We hit the road about 11 a.m. after attaching our newly acquired Germany colors to the cars to show our football allegiances during Sunday’s World Cup final.
We didn’t have any major rain during the drive, but fog and mist limited our roadside sightseeing, and I didn’t even notice we had crossed into Belgium until my cell phone blipped a text message welcoming me to Bel Proximus. About 1 o’clock, we exited the highway and drove into the small town of Eupen. We weren’t sure why Eupen had been included on our itinerary, but we figured that once we arrived in town it would be obvious. Eupen was a pretty Belgian town, but not seeing any major tourist attractions, we stopped at a local eatery for some famous Belgian fries, which we kept warm by resting them on the Roadster hood. The people who sold us the fries couldn’t think of any reason why we might want to visit Eupen either!
Refreshed with fries, we drove on to Chimay via a winding and picturesque country road.
With only about 3,000 people, Chimay is the smallest town we’ve visited during our trip. We’re staying at a beautiful bed and breakfast, Le Petit Chapitre, that dates to the 18th century, comes complete with two cats, and is located on the town square within walking distance of everything we might need — pubs, restaurants, post office, laundromat, store with batteries and potato chips, a nice church and even a castle, which we plan to visit during our day off.
Best of all, we discovered Chimay beer! The beer is brewed by Trappist Monks, and there are four kinds: red, white, blue, and gold. The gold is a special beer that the monks originally kept for themselves, but they now allow a handful of people, including Le Petit Chapitre, to sell very small quantities. Click here for more information about Chimay beer.
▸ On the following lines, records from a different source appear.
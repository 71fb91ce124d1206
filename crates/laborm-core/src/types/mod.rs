mod column_definition;
mod column_type;
mod model_definition;
mod relationship;
mod schema_document;
mod token;

pub use column_definition::ColumnDefinition;
pub use column_type::ColumnType;
pub use model_definition::ModelDefinition;
pub use relationship::Relationship;
pub use schema_document::{EngineOptions, SchemaDocument};
pub use token::{SourceLocation, Span, Token, TokenKind};
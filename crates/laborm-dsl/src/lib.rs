//! # laborm-dsl
//!
//! Lexer, parser and printer for the LabORM schema language.
//!
//! This crate provides:
//! - A total lexer: unknown input becomes `INVALID` tokens, never a panic
//! - A recovering recursive descent parser producing a `SchemaDocument`
//! - A printer that turns a `SchemaDocument` back into DSL text
//!
//! # Example
//!
//! ```
//! use laborm_dsl::{parse, print};
//!
//! let source = r#"
//! @engine sqlite3 { file: "test.db" }
//!
//! model User {
//!     id INT primary autoincrement
//!     name STRING
//! }
//! "#;
//!
//! let doc = parse("schema.labORM", source).expect("parse failed");
//! assert_eq!(doc.models.len(), 1);
//! assert_eq!(doc.models[0].name(), "User");
//!
//! let text = print(&doc);
//! assert!(text.contains("model User {"));
//! ```

pub mod error;
pub mod lexer;
pub mod parser;
pub mod printer;
pub mod token;

pub use error::DslError;
pub use laborm_core::types::{SourceLocation, Span};
pub use lexer::lex;
pub use parser::{parse, parse_tokens};
pub use printer::{print, print_model_block};
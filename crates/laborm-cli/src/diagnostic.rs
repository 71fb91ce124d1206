use laborm_core::types::SourceLocation;
use laborm_core::{MigrationError, ValidationError};
use laborm_dsl::DslError;
use miette::{Diagnostic, NamedSource, SourceSpan};

/// A diagnostic wrapping a schema error for rich miette rendering.
///
/// Provides source code highlighting, span labels, and actionable suggestions
/// when rendering errors in human-readable mode.
///
/// The module-level `#[allow(unused_assignments)]` in main.rs is required
/// because miette's derive macro generates assignment patterns that rustc
/// flags as unused.
#[derive(Debug, thiserror::Error, Diagnostic)]
#[error("{message}")]
pub struct SchemaDiagnostic {
    #[source_code]
    src: NamedSource<String>,

    #[label("{label}")]
    span: SourceSpan,

    message: String,
    label: String,

    #[help]
    suggestion: Option<String>,
}

fn span_of(location: &SourceLocation) -> SourceSpan {
    (location.span.start, location.span.len()).into()
}

/// Convert a `DslError` into a miette `SchemaDiagnostic`.
pub fn dsl_error_to_diagnostic(error: &DslError, source: &str, filename: &str) -> SchemaDiagnostic {
    let (label, suggestion) = match error {
        DslError::InvalidToken { .. } => (
            "unrecognized token".to_string(),
            Some("Check for typos, unsupported characters or an unclosed comment.".to_string()),
        ),
        DslError::UnexpectedToken { expected, .. } => (format!("expected {expected}"), None),
        DslError::UnknownModifier { .. } => (
            "not a column modifier".to_string(),
            Some("Known modifiers: nullable, primary, autoincrement, default <value>.".to_string()),
        ),
        DslError::MissingDefaultValue { .. } => (
            "value missing".to_string(),
            Some("Write the value on the same line, e.g. default \"none\".".to_string()),
        ),
        DslError::MissingOptionValue { option, .. } => (
            "value missing".to_string(),
            Some(format!("Give the option a value, e.g. {option}: \"value\".")),
        ),
        DslError::DuplicateEngine { .. } => (
            "second engine block".to_string(),
            Some("Keep a single @engine block; the first one is used.".to_string()),
        ),
        // Catch future non_exhaustive variants
        _ => ("error".to_string(), None),
    };

    SchemaDiagnostic {
        src: NamedSource::new(filename, source.to_string()),
        span: span_of(error.location()),
        message: error.message(),
        label,
        suggestion,
    }
}

/// Convert a `ValidationError` into a miette `SchemaDiagnostic`.
///
/// Errors without a source position point at the start of the file.
pub fn validation_error_to_diagnostic(
    error: &ValidationError,
    source: &str,
    filename: &str,
) -> SchemaDiagnostic {
    let (label, suggestion) = match error {
        ValidationError::MissingEngine => (
            "no engine block".to_string(),
            Some("Start the file with e.g. @engine sqlite3 { file: \"app.sqlite\" }.".to_string()),
        ),
        ValidationError::UnknownEngine { .. } => ("unknown engine".to_string(), None),
        ValidationError::MissingPrimaryKey { .. } => (
            "no primary key".to_string(),
            Some("Mark exactly one column with 'primary'.".to_string()),
        ),
        ValidationError::MultiplePrimaryKeys { columns, .. } => (
            format!("primary keys: {}", columns.join(", ")),
            Some("Composite keys are not supported; keep one 'primary' column.".to_string()),
        ),
        ValidationError::DefaultTypeMismatch { column_type, .. } => (
            format!("not a {column_type} value"),
            None,
        ),
        ValidationError::MissingBackReference { target, .. } => (
            format!("{target} has no relation back"),
            Some(format!(
                "Add a column on {target} that points back, as an array (T[]) or with @relation."
            )),
        ),
        ValidationError::OneToOneRelation { other_column, .. } => (
            format!("pairs with '{other_column}' of the same kind"),
            Some("One side must be an array (T[]) and the other use @relation.".to_string()),
        ),
        ValidationError::AmbiguousRelation { candidates, .. } => (
            format!("candidates: {}", candidates.join(", ")),
            None,
        ),
        ValidationError::LocalFieldConflict { field, .. } => (
            format!("'{field}' already exists"),
            Some("The local field is created by the relation; pick an unused name.".to_string()),
        ),
        _ => ("invalid".to_string(), None),
    };

    SchemaDiagnostic {
        src: NamedSource::new(filename, source.to_string()),
        span: error.location().map(span_of).unwrap_or_else(|| (0, 0).into()),
        message: error.to_string(),
        label,
        suggestion,
    }
}

/// Convert a `MigrationError` into a miette `SchemaDiagnostic`.
pub fn migration_error_to_diagnostic(
    error: &MigrationError,
    source: &str,
    filename: &str,
) -> SchemaDiagnostic {
    let (label, suggestion) = match error {
        MigrationError::NewColumnWithoutDefault { .. } => (
            "new column".to_string(),
            Some("Existing rows need a value: add 'default <value>' or make it a relation.".to_string()),
        ),
        MigrationError::RelationshipChanged { detail, .. } => (
            detail.clone(),
            Some("Remove the column in one migration and add a renamed one in the next.".to_string()),
        ),
        _ => ("unsafe change".to_string(), None),
    };

    SchemaDiagnostic {
        src: NamedSource::new(filename, source.to_string()),
        span: span_of(error.location()),
        message: error.to_string(),
        label,
        suggestion,
    }
}

/// Render all syntax errors for a file using miette.
///
/// Returns a vector of `miette::Report` that can be printed to stderr.
pub fn render_diagnostics(
    errors: &[DslError],
    source: &str,
    filename: &str,
) -> Vec<miette::Report> {
    errors
        .iter()
        .map(|e| {
            let diagnostic = dsl_error_to_diagnostic(e, source, filename);
            miette::Report::new(diagnostic)
        })
        .collect()
}
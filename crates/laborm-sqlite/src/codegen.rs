//! Pure functions for compiling schema types to SQLite statements.
//!
//! No I/O. No side effects. Identifiers are always double-quoted.

use laborm_core::types::{ColumnDefinition, ColumnType, ModelDefinition, Token, TokenKind};
use laborm_driver::naming::{RelationTable, RELATION_ID_COLUMN};

/// Table holding the schema snapshot.
pub const KEY_VALUE_TABLE: &str = "labORMKeyValue";

/// Quote an identifier, doubling embedded quotes.
pub fn quote_ident(name: &str) -> String {
    format!("\"{}\"", name.replace('"', "\"\""))
}

/// Quote a string literal, doubling embedded single quotes.
pub fn quote_literal(text: &str) -> String {
    format!("'{}'", text.replace('\'', "''"))
}

/// SQLite type for a stored column. Relation columns have no physical type.
pub fn sql_type(column_type: ColumnType) -> Option<&'static str> {
    match column_type {
        ColumnType::String => Some("TEXT"),
        ColumnType::Int => Some("INTEGER"),
        ColumnType::Float => Some("REAL"),
        ColumnType::Relation => None,
    }
}

/// Literal for a default value token.
pub fn default_literal(value: &Token) -> String {
    match value.kind {
        TokenKind::Int | TokenKind::Float => value.text.clone(),
        _ => quote_literal(&value.text),
    }
}

/// Literal used to fill a non-null column that declares no default.
pub fn fallback_literal(column_type: ColumnType) -> &'static str {
    match column_type {
        ColumnType::Int => "0",
        ColumnType::Float => "0.0",
        ColumnType::String | ColumnType::Relation => "''",
    }
}

/// Column definition clause, e.g. `"id" INTEGER PRIMARY KEY AUTOINCREMENT NOT NULL`.
///
/// With `fill_not_null`, a non-null column without a default gets the type's
/// fallback default so it can be added to a populated table.
pub fn column_sql(column: &ColumnDefinition, fill_not_null: bool) -> String {
    let ty = sql_type(column.column_type).unwrap_or("TEXT");
    let mut sql = format!("{} {ty}", quote_ident(column.name()));
    if column.primary_key {
        sql.push_str(" PRIMARY KEY");
        if column.auto_increment && column.column_type == ColumnType::Int {
            sql.push_str(" AUTOINCREMENT");
        }
    }
    if !column.nullable {
        sql.push_str(" NOT NULL");
    }
    match &column.default_value {
        Some(value) => {
            sql.push_str(" DEFAULT ");
            sql.push_str(&default_literal(value));
        }
        None if fill_not_null && !column.nullable && !column.primary_key => {
            sql.push_str(" DEFAULT ");
            sql.push_str(fallback_literal(column.column_type));
        }
        None => {}
    }
    sql
}

/// `CREATE TABLE` for a model's stored columns. Relation columns are omitted.
pub fn create_table_sql(model: &ModelDefinition) -> String {
    let columns: Vec<String> = model
        .stored_columns()
        .map(|c| column_sql(c, false))
        .collect();
    format!(
        "CREATE TABLE {} ({})",
        quote_ident(model.name()),
        columns.join(", ")
    )
}

/// `CREATE TABLE` for the link table of a field relation.
pub fn create_relation_table_sql(table: &RelationTable) -> String {
    let ty = sql_type(table.column_type).unwrap_or("TEXT");
    format!(
        "CREATE TABLE {} ({} INTEGER PRIMARY KEY AUTOINCREMENT, {} {ty} NOT NULL, {} {ty} NOT NULL)",
        quote_ident(&table.name),
        quote_ident(RELATION_ID_COLUMN),
        quote_ident(&table.local_column),
        quote_ident(&table.remote_column),
    )
}

pub fn drop_table_sql(table: &str) -> String {
    format!("DROP TABLE {}", quote_ident(table))
}

pub fn drop_table_if_exists_sql(table: &str) -> String {
    format!("DROP TABLE IF EXISTS {}", quote_ident(table))
}

pub fn add_column_sql(table: &str, column: &ColumnDefinition, fill_not_null: bool) -> String {
    format!(
        "ALTER TABLE {} ADD COLUMN {}",
        quote_ident(table),
        column_sql(column, fill_not_null)
    )
}

pub fn drop_column_sql(table: &str, column: &str) -> String {
    format!(
        "ALTER TABLE {} DROP COLUMN {}",
        quote_ident(table),
        quote_ident(column)
    )
}

pub fn rename_column_sql(table: &str, from: &str, to: &str) -> String {
    format!(
        "ALTER TABLE {} RENAME COLUMN {} TO {}",
        quote_ident(table),
        quote_ident(from),
        quote_ident(to)
    )
}

/// Copies `from` into the column described by `to`. NULLs become the default
/// when the target column is not nullable.
pub fn copy_column_sql(table: &str, from: &str, to: &ColumnDefinition) -> String {
    let source = if to.nullable {
        quote_ident(from)
    } else {
        let fill = to
            .default_value
            .as_ref()
            .map(default_literal)
            .unwrap_or_else(|| fallback_literal(to.column_type).to_string());
        format!("COALESCE({}, {fill})", quote_ident(from))
    };
    format!(
        "UPDATE {} SET {} = {source}",
        quote_ident(table),
        quote_ident(to.name())
    )
}

/// The full statement sequence for replacing a column definition in place.
///
/// Rename to the temporary column, add the new definition, copy the data,
/// drop the temporary column.
pub fn update_column_sql(table: &str, column: &ColumnDefinition, temp: &str) -> Vec<String> {
    vec![
        rename_column_sql(table, column.name(), temp),
        add_column_sql(table, column, true),
        copy_column_sql(table, temp, column),
        drop_column_sql(table, temp),
    ]
}

pub fn create_key_value_table_sql() -> String {
    format!(
        "CREATE TABLE IF NOT EXISTS {} ({} TEXT PRIMARY KEY, {} TEXT NOT NULL)",
        quote_ident(KEY_VALUE_TABLE),
        quote_ident("key"),
        quote_ident("data")
    )
}

pub fn upsert_key_value_sql() -> String {
    format!(
        "INSERT INTO {} (\"key\", \"data\") VALUES (?1, ?2) ON CONFLICT(\"key\") DO UPDATE SET \"data\" = excluded.\"data\"",
        quote_ident(KEY_VALUE_TABLE)
    )
}

pub fn select_key_value_sql() -> String {
    format!(
        "SELECT \"data\" FROM {} WHERE \"key\" = ?1",
        quote_ident(KEY_VALUE_TABLE)
    )
}
use std::path::PathBuf;

use clap::{ArgAction, Args, Parser, Subcommand};

/// Schema-driven migrations for relational stores.
///
/// labORM reads models declared in a `.labORM` schema file, compares them
/// with the schema last applied to the store and applies the difference.
#[derive(Parser)]
#[command(
    name = "laborm",
    version,
    about = "Schema-driven migrations for relational stores",
    after_help = "Use 'laborm <command> --help' for more information about a command.",
    propagate_version = true
)]
pub struct Cli {
    #[command(subcommand)]
    pub command: Commands,

    #[command(flatten)]
    pub global: GlobalOpts,
}

/// Global options available to all subcommands.
#[derive(Args, Debug)]
pub struct GlobalOpts {
    /// Configuration file path [env: LABORM_CONFIG]
    #[arg(short = 'c', long = "config", global = true, env = "LABORM_CONFIG")]
    pub config: Option<PathBuf>,

    /// Schema file to read (default: schema.labORM)
    #[arg(long = "schema-file", global = true)]
    pub schema_file: Option<PathBuf>,

    /// Folder holding the database files (default: ./database)
    #[arg(long = "folder", global = true)]
    pub folder: Option<PathBuf>,

    /// Output format: human (default), json, plain
    #[arg(
        long,
        global = true,
        default_value = "human",
        value_parser = ["human", "json", "plain"]
    )]
    pub format: String,

    /// Increase verbosity (-v, -vv, -vvv)
    #[arg(short = 'v', long = "verbose", global = true, action = ArgAction::Count)]
    pub verbose: u8,

    /// Suppress all non-error output
    #[arg(short = 'q', long = "quiet", global = true, conflicts_with = "verbose")]
    pub quiet: bool,

    /// Disable colored output [env: NO_COLOR]
    #[arg(long = "no-color", global = true, env = "NO_COLOR", value_parser = clap::builder::BoolishValueParser::new())]
    pub no_color: bool,
}

/// Top-level subcommands.
#[derive(Subcommand)]
pub enum Commands {
    /// Plan and apply the migration from the stored schema to the schema file
    Migrate(MigrateArgs),

    /// Parse and validate the schema file without touching the store
    Check(CheckArgs),
}

// ---------------------------------------------------------------------------
// Individual command argument structs
// ---------------------------------------------------------------------------

/// Arguments for `laborm migrate`.
#[derive(Args, Debug)]
pub struct MigrateArgs {
    /// Print the plan and stop before changing the store
    #[arg(short = 'n', long = "no-action")]
    pub no_action: bool,

    /// Apply destructive changes without confirmation
    #[arg(short = 'f', long = "force")]
    pub force: bool,

    /// Write the validated schema as JSON to this file
    #[arg(long = "output-json-schema-file")]
    pub output_json_schema_file: Option<PathBuf>,
}

/// Arguments for `laborm check`.
#[derive(Args, Debug)]
pub struct CheckArgs {
    /// Print the schema back in normalized form
    #[arg(long = "print")]
    pub print: bool,
}
use laborm_core::types::{ColumnDefinition, ModelDefinition, SchemaDocument};
use laborm_driver::{
    ConnectOptions, DriverError, EngineEntry, EngineRegistry, MemoryDriver, SchemaDriver, MEMORY,
};
use laborm_sqlite::{SqliteDriver, SQLITE3};

/// Any driver the binary can open, selected by the schema's `@engine` block.
#[derive(Debug)]
pub enum AnyDriver {
    Memory(MemoryDriver),
    Sqlite3(SqliteDriver),
}

fn connect_memory(options: &ConnectOptions<'_>) -> Result<AnyDriver, DriverError> {
    MemoryDriver::connect(options).map(AnyDriver::Memory)
}

fn connect_sqlite3(options: &ConnectOptions<'_>) -> Result<AnyDriver, DriverError> {
    SqliteDriver::connect(options).map(AnyDriver::Sqlite3)
}

static ENGINES: [EngineEntry<AnyDriver>; 2] = [
    EngineEntry {
        descriptor: MEMORY,
        connect: connect_memory,
    },
    EngineEntry {
        descriptor: SQLITE3,
        connect: connect_sqlite3,
    },
];

/// Engines known to the `laborm` binary.
pub static REGISTRY: EngineRegistry<AnyDriver> = EngineRegistry::new(&ENGINES);

impl SchemaDriver for AnyDriver {
    async fn load_schema(&self) -> Result<Option<SchemaDocument>, DriverError> {
        match self {
            Self::Memory(d) => d.load_schema().await,
            Self::Sqlite3(d) => d.load_schema().await,
        }
    }

    async fn store_schema(&self, schema: &SchemaDocument) -> Result<(), DriverError> {
        match self {
            Self::Memory(d) => d.store_schema(schema).await,
            Self::Sqlite3(d) => d.store_schema(schema).await,
        }
    }

    async fn create_table(
        &self,
        schema: &SchemaDocument,
        model: &ModelDefinition,
    ) -> Result<(), DriverError> {
        match self {
            Self::Memory(d) => d.create_table(schema, model).await,
            Self::Sqlite3(d) => d.create_table(schema, model).await,
        }
    }

    async fn add_column(
        &self,
        schema: &SchemaDocument,
        column: &ColumnDefinition,
    ) -> Result<(), DriverError> {
        match self {
            Self::Memory(d) => d.add_column(schema, column).await,
            Self::Sqlite3(d) => d.add_column(schema, column).await,
        }
    }

    async fn update_column(
        &self,
        schema: &SchemaDocument,
        column: &ColumnDefinition,
    ) -> Result<(), DriverError> {
        match self {
            Self::Memory(d) => d.update_column(schema, column).await,
            Self::Sqlite3(d) => d.update_column(schema, column).await,
        }
    }

    async fn drop_column(
        &self,
        schema: &SchemaDocument,
        column: &ColumnDefinition,
    ) -> Result<(), DriverError> {
        match self {
            Self::Memory(d) => d.drop_column(schema, column).await,
            Self::Sqlite3(d) => d.drop_column(schema, column).await,
        }
    }

    async fn drop_table(
        &self,
        schema: &SchemaDocument,
        model: &ModelDefinition,
    ) -> Result<(), DriverError> {
        match self {
            Self::Memory(d) => d.drop_table(schema, model).await,
            Self::Sqlite3(d) => d.drop_table(schema, model).await,
        }
    }
}

#[cfg(test)]
mod tests {
    use super::*;
    use laborm_core::EngineCatalog;
    use laborm_core::types::{EngineOptions, Token, TokenKind};
    use std::path::Path;

    #[test]
    fn registry_lists_both_engines() {
        let names: Vec<_> = REGISTRY.names().collect();
        assert_eq!(names, vec!["memory", "sqlite3"]);
    }

    #[test]
    fn registry_is_an_engine_catalog() {
        assert!(REGISTRY.descriptor("SQLite3").is_some());
        assert!(REGISTRY.descriptor("postgres").is_none());
    }

    #[test]
    fn connect_memory_engine() {
        let engine = EngineOptions::new(Token::synthetic(TokenKind::Identifier, "memory"));
        let driver = REGISTRY
            .connect(&ConnectOptions::new(Path::new("."), &engine))
            .unwrap();
        assert!(matches!(driver, AnyDriver::Memory(_)));
    }

    #[test]
    fn connect_sqlite3_engine_creates_folder() {
        let dir = tempfile::tempdir().unwrap();
        let folder = dir.path().join("db");
        let engine = EngineOptions::new(Token::synthetic(TokenKind::Identifier, "sqlite3"))
            .with_option("file", Token::synthetic(TokenKind::String, "app.sqlite"));
        let driver = REGISTRY
            .connect(&ConnectOptions::new(&folder, &engine))
            .unwrap();
        assert!(matches!(driver, AnyDriver::Sqlite3(_)));
        assert!(folder.join("app.sqlite").exists());
    }

    #[test]
    fn connect_unknown_engine_fails() {
        let engine = EngineOptions::new(Token::synthetic(TokenKind::Identifier, "oracle"));
        let err = REGISTRY
            .connect(&ConnectOptions::new(Path::new("."), &engine))
            .unwrap_err();
        assert!(matches!(err, DriverError::UnknownEngine { .. }));
    }
}
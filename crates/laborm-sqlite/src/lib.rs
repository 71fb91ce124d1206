//! SQLite storage driver.
//!
//! `codegen` turns schema types into SQL text with no I/O; `driver` owns the
//! connection and implements [`SchemaDriver`](laborm_driver::SchemaDriver).

pub mod codegen;
pub mod driver;

pub use driver::{SqliteDriver, SQLITE3};
//! Naming conventions shared by every driver.

use laborm_core::types::{ColumnDefinition, ColumnType, Relationship, SchemaDocument};

use crate::error::DriverError;

/// Key under which the schema snapshot is stored.
pub const SNAPSHOT_KEY: &str = "schema";

/// Suffix of the temporary column used while updating a column.
pub const TEMP_COLUMN_SUFFIX: &str = "_tmp_migration";

/// Name of the surrogate key column of every relation table.
pub const RELATION_ID_COLUMN: &str = "LabrelationId";

/// Name of the relation table owned by `owner.local_field` pointing at `target`.
pub fn relation_table_name(owner: &str, local_field: &str, target: &str) -> String {
    format!("Lab{owner}F{local_field}To{target}Relation")
}

pub fn temp_column_name(column: &str) -> String {
    format!("{column}{TEMP_COLUMN_SUFFIX}")
}

/// A relation table, resolved against the declared schema.
#[derive(Debug, Clone, PartialEq, Eq)]
pub struct RelationTable {
    pub name: String,
    pub local_column: String,
    pub remote_column: String,
    /// Type of both link columns, taken from the referenced remote field.
    pub column_type: ColumnType,
}

/// Returns the relation table name owned by `column`, if it is a field relation.
///
/// Only the column's own descriptor is needed, so this works for columns of
/// models that are no longer declared.
pub fn owned_relation_table(column: &ColumnDefinition) -> Option<String> {
    match &column.relationship {
        Some(Relationship::Field {
            target_model,
            local_field,
            ..
        }) => Some(relation_table_name(
            &column.owner_model_name,
            &local_field.text,
            &target_model.text,
        )),
        _ => None,
    }
}

/// Resolves the full relation table layout for a field relation column.
///
/// Returns `Ok(None)` for scalar and array columns.
pub fn resolve_relation_table(
    schema: &SchemaDocument,
    column: &ColumnDefinition,
) -> Result<Option<RelationTable>, DriverError> {
    let Some(Relationship::Field {
        target_model,
        local_field,
        remote_field,
    }) = &column.relationship
    else {
        return Ok(None);
    };

    let missing = |reference: String| DriverError::MissingReference {
        model: column.owner_model_name.clone(),
        column: column.name().to_string(),
        reference,
    };

    let target = schema
        .model(&target_model.text)
        .ok_or_else(|| missing(target_model.text.clone()))?;
    let remote = target
        .column(&remote_field.text)
        .filter(|c| c.column_type.is_scalar())
        .ok_or_else(|| missing(format!("{}.{}", target.name(), remote_field.text)))?;

    Ok(Some(RelationTable {
        name: relation_table_name(
            &column.owner_model_name,
            &local_field.text,
            &target_model.text,
        ),
        local_column: local_field.text.clone(),
        remote_column: remote_field.text.clone(),
        column_type: remote.column_type,
    }))
}
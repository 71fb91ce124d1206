use std::fmt;

use serde::{Deserialize, Serialize};

use super::token::TokenKind;

/// The storage type of a column.
#[derive(Debug, Clone, Copy, PartialEq, Eq, Hash, Serialize, Deserialize)]
#[serde(rename_all = "SCREAMING_SNAKE_CASE")]
pub enum ColumnType {
    String,
    Int,
    Float,
    /// A reference to another model. Never stored as a literal scalar.
    Relation,
}

impl ColumnType {
    /// Resolves a declared type name. `string`, `int` and `float` are matched
    /// case-insensitively; any other name is taken as a model reference.
    pub fn from_type_name(name: &str) -> Self {
        if name.eq_ignore_ascii_case("string") {
            Self::String
        } else if name.eq_ignore_ascii_case("int") {
            Self::Int
        } else if name.eq_ignore_ascii_case("float") {
            Self::Float
        } else {
            Self::Relation
        }
    }

    /// The token kind a literal must have to be a valid value of this type.
    pub fn literal_kind(&self) -> Option<TokenKind> {
        match self {
            Self::String => Some(TokenKind::String),
            Self::Int => Some(TokenKind::Int),
            Self::Float => Some(TokenKind::Float),
            Self::Relation => None,
        }
    }

    pub fn is_scalar(&self) -> bool {
        !matches!(self, Self::Relation)
    }
}

impl fmt::Display for ColumnType {
    fn fmt(&self, f: &mut fmt::Formatter<'_>) -> fmt::Result {
        match self {
            Self::String => write!(f, "STRING"),
            Self::Int => write!(f, "INT"),
            Self::Float => write!(f, "FLOAT"),
            Self::Relation => write!(f, "RELATION"),
        }
    }
}
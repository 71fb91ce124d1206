pub mod check;
pub mod migrate;

use std::path::{Path, PathBuf};

use laborm_core::types::SchemaDocument;

use crate::drivers::REGISTRY;
use crate::error::CliError;

/// A schema file that parsed and validated, with its text kept for diagnostics.
pub struct LoadedSchema {
    pub doc: SchemaDocument,
    pub source_text: String,
    pub file: PathBuf,
}

/// Read, parse and validate the schema file.
///
/// Validation runs against the engines compiled into the binary, so an
/// unknown `@engine` name is reported before any store is opened.
pub fn load_schema(path: &Path) -> Result<LoadedSchema, CliError> {
    let source_text = std::fs::read_to_string(path).map_err(|e| CliError::Io {
        path: path.to_path_buf(),
        source: e,
    })?;
    let filename = path.display().to_string();

    let doc = match laborm_dsl::parse(&filename, &source_text) {
        Ok(doc) => doc,
        Err(errors) => {
            return Err(CliError::Syntax {
                errors,
                source_text,
                file: path.to_path_buf(),
            })
        }
    };

    if let Err(error) = laborm_core::validate(&doc, &REGISTRY) {
        return Err(CliError::Validation {
            error,
            source_text,
            file: path.to_path_buf(),
        });
    }

    tracing::debug!(file = %filename, models = doc.models.len(), "schema loaded");
    Ok(LoadedSchema {
        doc,
        source_text,
        file: path.to_path_buf(),
    })
}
We walked to a tavern across the street from our B&B to sample the red, white and blue beers and after dinner we raided our mini-bars to check out the gold. The beer was some of the best we have ever tasted in one of the best settings we can imagine, so our hats are off to Mir for setting us up here!
After a day of errands and relaxation in Chimay, we’ll head to Rheims on Saturday, a short drive of 124 km, and then it’s on to Paris!